6. Families are being forced to worship and have devotions together in their own homes—and it’s about time. This is a good thing!!! Husbands and wives are reading Scripture and praying together. Fathers and mothers are leading devotions with their children. Grandchildren are sitting in the laps of their grandparents and hearing stories of God’s faithfulness and glory through the years. There’s nothing novel about this. It is the biblical model. In fact, perhaps there is grace in this whole social distancing episode in that God is forcing us back to a biblical model of prioritizing home-based discipleship. If you miss the opportunity here to cultivate and resource the regular practice of your people taking responsibility for discipleship in their homes, you will miss a timely gift from God. The question you need to be asking now: What plans do we need to make in order to continue celebrating, resourcing and equipping home-based discipleship?
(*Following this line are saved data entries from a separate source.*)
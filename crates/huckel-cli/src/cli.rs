use clap::{Args, Parser, Subcommand};
use huckel::core::models::topology::Bond;
use std::path::PathBuf;

const HELP_TEMPLATE: &str = "\
{before-help}{name} {version}
{author-with-newline}{about-with-newline}
{usage-heading} {usage}

{all-args}{after-help}
";

#[derive(Parser, Debug)]
#[command(
    version,
    about = "General Hückel Solver - molecular-orbital energies of conjugated polyenes in α/β notation.",
    help_template = HELP_TEMPLATE,
)]
#[command(propagate_version = true)]
pub struct Cli {
    /// Molecule to solve. Starts the interactive menu when omitted.
    #[command(subcommand)]
    pub command: Option<Commands>,

    /// Increase verbosity level (-v for INFO, -vv for DEBUG, -vvv for TRACE)
    #[arg(short, long, action = clap::ArgAction::Count, global = true)]
    pub verbose: u8,

    /// Suppress all log output except for errors
    #[arg(short, long, global = true, conflicts_with = "verbose")]
    pub quiet: bool,

    /// Write logs to a specified file in addition to the console output
    #[arg(long, global = true, value_name = "PATH")]
    pub log_file: Option<PathBuf>,

    #[command(flatten)]
    pub settings: SettingsArgs,
}

/// Options that override the configuration file.
#[derive(Args, Debug, Clone, Default)]
pub struct SettingsArgs {
    /// Path to a configuration file in TOML format.
    #[arg(short, long, global = true, value_name = "PATH")]
    pub config: Option<PathBuf>,

    /// Number of decimals shown for each orbital energy.
    #[arg(long, global = true, value_name = "DIGITS")]
    pub precision: Option<usize>,

    /// Decimals eigenvalues are rounded to before degenerate levels are merged.
    #[arg(long, global = true, value_name = "DIGITS")]
    pub rounding_decimals: Option<u32>,

    /// TOML file with additional named presets.
    #[arg(long, global = true, value_name = "PATH")]
    pub presets_file: Option<PathBuf>,

    /// Print the connectivity structure before the orbital energies.
    #[arg(long, global = true)]
    pub show_connectivity: bool,

    /// Set a specific configuration value, overriding the config file.
    /// Can be used multiple times. Example: -S output.precision=5
    #[arg(short = 'S', long = "set", value_name = "KEY=VALUE", global = true)]
    pub set_values: Vec<String>,
}

#[derive(Subcommand, Debug)]
pub enum Commands {
    /// Orbital energies for a linear polyene with N carbons.
    Linear {
        /// Number of carbon atoms (at least 2).
        #[arg(value_name = "N")]
        atoms: usize,
    },
    /// Orbital energies for a cyclic polyene with N carbons.
    Cyclic {
        /// Number of carbon atoms (at least 3).
        #[arg(value_name = "N")]
        atoms: usize,
    },
    /// Orbital energies for a named preset molecule.
    Preset {
        /// Preset name, e.g. 'benzene'.
        name: String,
    },
    /// Orbital energies for a molecule with user-specified bonds.
    Custom {
        /// A bond between two atoms, e.g. '1-2'. Repeat for each bond.
        #[arg(short, long = "bond", value_name = "A-B", required = true)]
        bonds: Vec<Bond>,
    },
    /// Display the list of available preset molecules.
    Presets,
    /// Start the interactive menu.
    Interactive,
}
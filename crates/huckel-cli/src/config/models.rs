use huckel::engine::config::SolverConfig;
use std::path::PathBuf;

#[derive(Debug, Clone, Copy, PartialEq, Eq)]
pub struct OutputConfig {
    /// Decimals printed for each orbital energy.
    pub precision: usize,
    pub show_connectivity: bool,
}

#[derive(Debug, Clone, PartialEq)]
pub struct AppConfig {
    pub solver: SolverConfig,
    pub output: OutputConfig,
    pub presets_file: Option<PathBuf>,
}
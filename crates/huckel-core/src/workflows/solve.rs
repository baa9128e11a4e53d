use crate::core::hamiltonian;
use crate::core::models::connectivity::Connectivity;
use crate::engine::config::SolverConfig;
use crate::engine::eigen;
use crate::engine::error::EngineError;
use crate::engine::spectrum::{self, ReducedSpectrum};
use tracing::{debug, info, instrument};

#[derive(Debug, Clone, PartialEq)]
pub struct SolveResult {
    pub atom_count: usize,
    pub bond_count: usize,
    pub spectrum: ReducedSpectrum,
}

#[instrument(skip_all, name = "solve_workflow", fields(atoms = connectivity.atom_count()))]
pub fn run(connectivity: &Connectivity, config: &SolverConfig) -> Result<SolveResult, EngineError> {
    let atom_count = connectivity.atom_count();
    if atom_count == 0 {
        return Err(EngineError::EmptySystem);
    }

    let h = hamiltonian::build(connectivity);
    debug!("Built {}x{} Hamiltonian.", atom_count, atom_count);

    let eigensystem = eigen::diagonalize(h, config.max_eigen_iterations)?;
    debug!("Diagonalised into {} eigenpair(s).", eigensystem.dimension());
    let spectrum = spectrum::reduce(
        eigensystem.eigenvalues.as_slice(),
        config.rounding_decimals,
    );

    info!(
        "Solved {} atom(s): {} distinct energy level(s).",
        atom_count,
        spectrum.len()
    );
    Ok(SolveResult {
        atom_count,
        bond_count: connectivity.bond_count(),
        spectrum,
    })
}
7. The gospel is reaching further and stronger than ever. Through seasons of unprecedented struggle, the message of the gospel has always brought timeless hope to troubled souls. Through your church’s online tools/resources, the digital reproduction and re-sharing of the gospel message is reaching further and stronger right now than it ever has before. Challenge has forced us into this. But as always, the church has come out shining like stars. The creative and techno-savvy individuals in your church are proving their value today, that the name and fame of Jesus Christ might reach the ends of the earth. We have spent decades trying to get people out of their homes and into the church building. And in only a couple of weeks, every church in America has figured out how to get out of its building and into people’s homes. There are lost and unchurched people watching your services right now who would never have stepped foot in your church. Some of them are halfway around the world. It’s time to stop scorning the Internet as a tool of the devil, and start redeeming it as a tool for the gospel. The question you need to be asking now: How are we using, and how will we continue to use, digital follow-up processes so that those who hear the message of the gospel through our content have an opportunity to respond in faith?
The hard truth is that this pandemic is a generation-shaping crisis. Its affects will be far-reaching and long-standing. In other words, the way we “do” church will never be the same. That’s not altogether a bad thing. Neither is it new to us as God’s people. Being the church never changes, but the way we do church has changed to meet the needs and challenges of every generation. This crisis presents great opportunity for the gospel of Jesus Christ and for his church who carries that good news from generation to generation. Let’s be sure to ask the right questions now, during the crisis, so that we are prepared to effectively capture every Great Commission opportunity this challenge affords us in the days ahead.